Sovereign cloud: a top-down failure

A major part of the infrastructure supporting the digital revolution is designated as “the Cloud”. Far from being solely virtual, it is composed of brick-and-mortar servers and hard drives, hosted in massive datacenters and consuming huge amounts of power (no, these clouds don’t fly). The largest player in this infrastructure space is Amazon Web Services, weighting an estimated $6 Billions of revenues in 2015 — more than its 4 largest competitors combined. It has two European presences, one in Ireland and another in Germany. France, in its Colbertist tradition — or was it arrogance ? — decided that this could not happen freely, and had to be shaped by a government-mandated effort.
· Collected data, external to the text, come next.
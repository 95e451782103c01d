//! Repeat-count inputs and their validation.

use std::borrow::Cow;

use crate::{RepeatError, Result};

/// Borrowed repeat counts together with the shape of the tensor that carried them.
///
/// The engine only expands along one axis, so a valid shape is either `[n]`
/// or, where broadcasting applies, `[]` / `[1]`.
#[derive(Debug, Clone)]
pub struct Repeats<'a> {
    counts: &'a [i64],
    dims: Vec<usize>,
}

impl<'a> Repeats<'a> {
    /// Wrap counts with an explicit shape. Nothing is checked here.
    pub fn new(counts: &'a [i64], dims: &[usize]) -> Self {
        Self {
            counts,
            dims: dims.to_vec(),
        }
    }

    /// Rank-1 counts, one per source record.
    pub fn from_slice(counts: &'a [i64]) -> Self {
        Self {
            counts,
            dims: vec![counts.len()],
        }
    }

    /// A rank-0 count applied to every source record.
    pub fn scalar(count: &'a i64) -> Self {
        Self {
            counts: std::slice::from_ref(count),
            dims: Vec::new(),
        }
    }

    pub fn counts(&self) -> &'a [i64] {
        self.counts
    }

    pub fn dims(&self) -> &[usize] {
        &self.dims
    }

    pub fn rank(&self) -> usize {
        self.dims.len()
    }

    /// Resolve these repeats against `len` source records.
    ///
    /// A scalar, or a vector holding a single count, is broadcast to `len`
    /// copies. Any other vector must already have `len` entries. Counts are
    /// validated (rank 1, non-negative) before any broadcast copy is made.
    pub fn expand_to(&self, len: usize) -> Result<Cow<'a, [i64]>> {
        match self.dims.as_slice() {
            [] | [1] => {
                validate_repeats(&[1], self.counts)?;
                if len == 1 {
                    Ok(Cow::Borrowed(self.counts))
                } else {
                    Ok(Cow::Owned(vec![self.counts[0]; len]))
                }
            }
            [n] => {
                if *n != len {
                    return Err(RepeatError::LengthMismatch {
                        expected: len,
                        found: *n,
                    });
                }
                validate_repeats(&[*n], self.counts)?;
                Ok(Cow::Borrowed(self.counts))
            }
            dims => Err(RepeatError::InvalidShape { rank: dims.len() }),
        }
    }
}

/// Check that `counts` is a rank-1 vector of non-negative values.
///
/// Scans every element; the first negative entry is reported.
pub fn validate_repeats(dims: &[usize], counts: &[i64]) -> Result<()> {
    if dims.len() != 1 {
        return Err(RepeatError::InvalidShape { rank: dims.len() });
    }
    if dims[0] != counts.len() {
        return Err(RepeatError::LengthMismatch {
            expected: dims[0],
            found: counts.len(),
        });
    }
    if let Some((index, &value)) = counts.iter().enumerate().find(|(_, c)| **c < 0) {
        return Err(RepeatError::NegativeRepeatCount { index, value });
    }
    Ok(())
}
This has made sovereign cloud a top-down failure.

In 2009, the French government unlocked €150M to build a France-based cloud, a sizable sum for a budget running a constant deficit. Orange, Thalès and Dassault Systems were listed as co-investors. But as a sign of things to come, Dassault Systems pulled back, and we ended up with 2 projects instead of one:

  • Cloudwatt (Orange + Thalès)
  • Numergy (SFR + Bull — now Atos)

Each project received €75M each of taxpayers’ money.

To make a long story short, we are now in 2015 and these companies (despite TV campaigns as costly as irrelevant for a B2B service) are virtually non existent in the market: Cloudwatt is reportedly making €2M of revenues per year, and Numergy €6M of revenues per year. This falls short of the €400M promised by the business plan.

While so many companies struggle to raise money, this innovation process raises eyebrows:

  • First question: if €75M was enough to start anything, why grant €150M in the first place ?
  • Second: why start such a projet, when the 3rd web hoster on the planet is French ? Yes, there was already an extensive Cloud infrastructure in France, and we could have helped the best become global faster.
  • Third: what is Europe doing ? Such subsidies distort competition and are not supposed to happen.

Truth be told, I can’t help thinking that insane friendship between politicians and VPs at these companies was involved. But I don’t want to even find out — for fear of shame of being French.

So let’s take the best out of this experience: I am not talking about cheap second-hand server hardware, but rather learning. What went wrong ?

Simply, innovation does not happen by just deciding it. Money does not buy an innovative environment. I will remember that:

  • Numergy and Cloudwatt took years to just catch-up with Amazon or OVH technically. Forget about being better as a late contender.
  • “Fish rots head first”: the project was ill-conceived, but the executives that were hired where not any better. There is no product differentiation, just expensive and inefficient TV campaigns, no presence on the field…
  • Telcos: I hear a lot of telcos willing to deploy their own Cloud infrastructure. Fair enough, but look at Numergy and Cloudwatt as possible outcomes of these initiatives. There has to be another way.